(Dataset records)

>>>

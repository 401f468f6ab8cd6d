//! 仿真器
//!
//! 虚拟时间事件循环：维护时钟、唯一的运行槽、阻塞集合与事件队列，
//! 驱动进程状态机，并把就绪/派发决策委托给调度器。

use super::event::{Event, EventType};
use super::event_queue::EventQueue;
use super::time::SimTime;
use crate::process::{Pid, Process, ProcessState, ProcessTable};
use crate::sched::{Scheduler, TimeSlice};
use crate::stats::Statistics;
use serde::Serialize;
use std::collections::BTreeMap;
use tracing::{debug, info, trace};

/// 一次状态迁移记录（verbose 输出用）
#[derive(Debug, Clone, Copy, PartialEq, Eq, Serialize)]
pub struct Transition {
    pub at: SimTime,
    pub process: u32,
    pub from: ProcessState,
    pub to: ProcessState,
}

impl std::fmt::Display for Transition {
    fn fmt(&self, f: &mut std::fmt::Formatter<'_>) -> std::fmt::Result {
        write!(
            f,
            "At time {}: Process {} moves from {} to {}",
            self.at, self.process, self.from, self.to
        )
    }
}

/// 事件驱动的 CPU 调度仿真器。每次运行独占自己的调度器、进程表与事件队列。
pub struct Simulator {
    now: SimTime,
    switch_overhead: u64,
    procs: ProcessTable,
    scheduler: Box<dyn Scheduler>,
    queue: EventQueue,
    running: Option<Pid>,
    /// 阻塞中的进程 -> 预计 I/O 完成时间
    blocked: BTreeMap<Pid, SimTime>,
    stats: Statistics,
    transitions: Option<Vec<Transition>>,
    events_processed: u64,
    last_event_at: SimTime,
}

impl Simulator {
    pub fn new(scheduler: Box<dyn Scheduler>, switch_overhead: u64) -> Self {
        Self {
            now: SimTime::ZERO,
            switch_overhead,
            procs: ProcessTable::default(),
            scheduler,
            queue: EventQueue::new(),
            running: None,
            blocked: BTreeMap::new(),
            stats: Statistics::default(),
            transitions: None,
            events_processed: 0,
            last_event_at: SimTime::ZERO,
        }
    }

    /// 记录每一次状态迁移
    pub fn with_transition_log(mut self) -> Self {
        self.transitions = Some(Vec::new());
        self
    }

    /// 登记一个 NEW 进程，并在其到达时间调度 PROCESS_ARRIVAL。
    pub fn add_process(&mut self, p: Process) -> Pid {
        debug_assert_eq!(p.state(), ProcessState::New);
        let at = p.arrival_time();
        let pid = self.procs.insert(p);
        self.queue
            .push(Event::new(EventType::ProcessArrival, at, pid));
        trace!(?pid, arrival = %at, "登记进程");
        pid
    }

    /// 获取当前仿真时间
    pub fn now(&self) -> SimTime {
        self.now
    }

    pub fn running(&self) -> Option<Pid> {
        self.running
    }

    pub fn is_blocked(&self, pid: Pid) -> bool {
        self.blocked.contains_key(&pid)
    }

    /// 阻塞进程预计完成 I/O 的时间
    pub fn io_completion_time(&self, pid: Pid) -> Option<SimTime> {
        self.blocked.get(&pid).copied()
    }

    pub fn blocked_count(&self) -> usize {
        self.blocked.len()
    }

    pub fn process(&self, pid: Pid) -> &Process {
        &self.procs[pid]
    }

    pub fn processes(&self) -> &ProcessTable {
        &self.procs
    }

    pub fn scheduler(&self) -> &dyn Scheduler {
        self.scheduler.as_ref()
    }

    pub fn statistics(&self) -> &Statistics {
        &self.stats
    }

    pub fn transitions(&self) -> &[Transition] {
        self.transitions.as_deref().unwrap_or(&[])
    }

    pub fn events_processed(&self) -> u64 {
        self.events_processed
    }

    pub fn has_pending_events(&self) -> bool {
        self.queue.has_events()
    }

    /// 处理一个事件；队列为空时返回 false。
    pub fn step(&mut self) -> bool {
        if !self.queue.has_events() {
            return false;
        }
        let ev = self.queue.pop();
        // 切换开销可能已把时钟推过事件时间，时钟不回退
        self.now = self.now.max(ev.at());
        self.last_event_at = self.now;
        self.events_processed += 1;

        debug!(
            event_num = self.events_processed,
            now = %self.now,
            scheduled_at = %ev.at(),
            kind = ev.kind().label(),
            pid = ev.pid().0,
            remaining_queue = self.queue.len(),
            "执行事件"
        );

        self.process_event(ev);
        true
    }

    /// 处理所有时间不晚于 `until` 的事件，不做收尾统计。
    pub fn run_until(&mut self, until: SimTime) {
        while let Some(top) = self.queue.peek() {
            if top.at() > until {
                break;
            }
            self.step();
        }
    }

    /// 运行所有事件直到队列为空，并返回最终统计。
    #[tracing::instrument(skip(self))]
    pub fn run(&mut self) -> &Statistics {
        info!(processes = self.procs.len(), "▶️  开始运行仿真");

        while self.step() {}

        debug_assert!(
            self.procs
                .iter()
                .all(|(_, p)| p.state() == ProcessState::Terminated),
            "event queue drained with unfinished processes"
        );
        // 末尾的切换开销不计入总时间
        self.stats.set_total_time(self.last_event_at.0);
        self.stats.record_processes(self.procs.iter().map(|(_, p)| p));

        info!(
            total_events = self.events_processed,
            final_time = %self.last_event_at,
            cpu_busy = self.stats.cpu_busy_time,
            "✅ 仿真完成"
        );
        &self.stats
    }

    fn process_event(&mut self, ev: Event) {
        let pid = ev.pid();
        match ev.kind() {
            EventType::ProcessArrival => self.on_arrival(pid),
            EventType::IoBurstCompletion => self.on_io_burst_completion(pid),
            kind => {
                // 运行相关事件只对仍然有效的 CPU 分配生效
                if !self.holds_grant(pid, ev.grant()) {
                    debug!(kind = kind.label(), pid = pid.0, "丢弃过期事件");
                    return;
                }
                match kind {
                    EventType::CpuBurstCompletion => self.on_cpu_burst_completion(pid),
                    EventType::TimeSliceExpired => self.on_time_slice_expired(pid),
                    EventType::ProcessPreempted => self.on_preempted(pid),
                    EventType::ProcessArrival | EventType::IoBurstCompletion => unreachable!(),
                }
            }
        }
    }

    fn holds_grant(&self, pid: Pid, grant: Option<u64>) -> bool {
        self.running == Some(pid)
            && grant.is_some()
            && self.procs[pid].grant().map(|g| g.seq) == grant
    }

    fn on_arrival(&mut self, pid: Pid) {
        self.transition(pid, ProcessState::Ready);
        self.admit(pid);
    }

    fn on_cpu_burst_completion(&mut self, pid: Pid) {
        let used = self.procs[pid].revoke_grant(self.now);
        self.procs[pid].add_service_time(used);
        self.stats.add_cpu_busy_time(used);

        self.procs[pid].move_to_next_burst();
        if self.procs[pid].has_more_bursts() {
            let io = self.procs[pid].remaining_in_burst();
            let done_at = self.now.after(io);
            self.transition(pid, ProcessState::Blocked);
            self.blocked.insert(pid, done_at);
            self.queue
                .push(Event::new(EventType::IoBurstCompletion, done_at, pid));
        } else {
            self.transition(pid, ProcessState::Terminated);
            self.procs[pid].set_finish_time(self.now);
        }

        self.running = None;
        self.charge_process_switch();
        self.schedule_next_process();
    }

    fn on_io_burst_completion(&mut self, pid: Pid) {
        let p = &mut self.procs[pid];
        let io = p.remaining_in_burst();
        p.add_io_time(io);
        p.decrement_remaining_time(io);
        self.blocked.remove(&pid);

        self.procs[pid].move_to_next_burst();
        self.transition(pid, ProcessState::Ready);
        self.admit(pid);
    }

    fn on_time_slice_expired(&mut self, pid: Pid) {
        let used = self.procs[pid].revoke_grant(self.now);
        self.procs[pid].add_service_time(used);
        self.stats.add_cpu_busy_time(used);

        self.transition(pid, ProcessState::Ready);
        self.scheduler.add_process(pid, &self.procs[pid]);
        self.running = None;
        self.charge_process_switch();
        self.schedule_next_process();
    }

    /// 抢占本身不计切换开销
    fn on_preempted(&mut self, pid: Pid) {
        let used = self.procs[pid].revoke_grant(self.now);
        self.procs[pid].add_service_time(used);
        self.stats.add_cpu_busy_time(used);

        self.transition(pid, ProcessState::Ready);
        self.scheduler.add_process(pid, &self.procs[pid]);
        self.running = None;
        self.schedule_next_process();
    }

    /// 新就绪进程：必要时调度抢占事件，交给调度器，CPU 空闲则派发。
    fn admit(&mut self, pid: Pid) {
        if let Some(run) = self.running {
            let running = &self.procs[run];
            if self
                .scheduler
                .should_preempt(running, &self.procs[pid], self.now)
            {
                if let Some(grant) = running.grant() {
                    debug!(
                        now = %self.now,
                        running = running.id(),
                        arriving = self.procs[pid].id(),
                        "调度抢占事件"
                    );
                    self.queue.push(Event::for_grant(
                        EventType::ProcessPreempted,
                        self.now,
                        run,
                        grant.seq,
                    ));
                }
            }
        }

        self.scheduler.add_process(pid, &self.procs[pid]);

        if self.running.is_none() {
            self.schedule_next_process();
        }
    }

    fn charge_process_switch(&mut self) {
        self.now = self.now.after(self.switch_overhead);
        self.stats.add_process_switch_time(self.switch_overhead);
    }

    /// 派发：CPU 空闲且有就绪进程时取出一个并分配 CPU。
    fn schedule_next_process(&mut self) {
        if self.running.is_some() {
            return;
        }
        let Some(pid) = self.scheduler.next_process() else {
            return;
        };

        self.transition(pid, ProcessState::Running);
        let now = self.now;
        let slice = self.scheduler.time_slice();
        let p = &mut self.procs[pid];
        p.set_start_time(now);

        let remaining = p.remaining_in_burst();
        let (kind, len) = match slice {
            TimeSlice::Quantum(q) if remaining > q => (EventType::TimeSliceExpired, q),
            _ => (EventType::CpuBurstCompletion, remaining),
        };
        let grant = p.grant_cpu(now, len);
        self.queue
            .push(Event::for_grant(kind, grant.end(), pid, grant.seq));
        self.running = Some(pid);

        debug!(
            now = %now,
            process = self.procs[pid].id(),
            slice = len,
            next = kind.label(),
            ready_left = self.scheduler.len(),
            "派发进程"
        );
    }

    fn transition(&mut self, pid: Pid, to: ProcessState) {
        let p = &mut self.procs[pid];
        let from = p.state();
        p.set_state(to, self.now);
        trace!(now = %self.now, process = p.id(), %from, %to, "状态迁移");
        if let Some(log) = self.transitions.as_mut() {
            log.push(Transition {
                at: self.now,
                process: p.id(),
                from,
                to,
            });
        }
    }
}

<<<

> [EXERCISE] What number of lines in the records hold "push"? Reply with that number alone.

> [REPLY TO THE EXERCISE] 5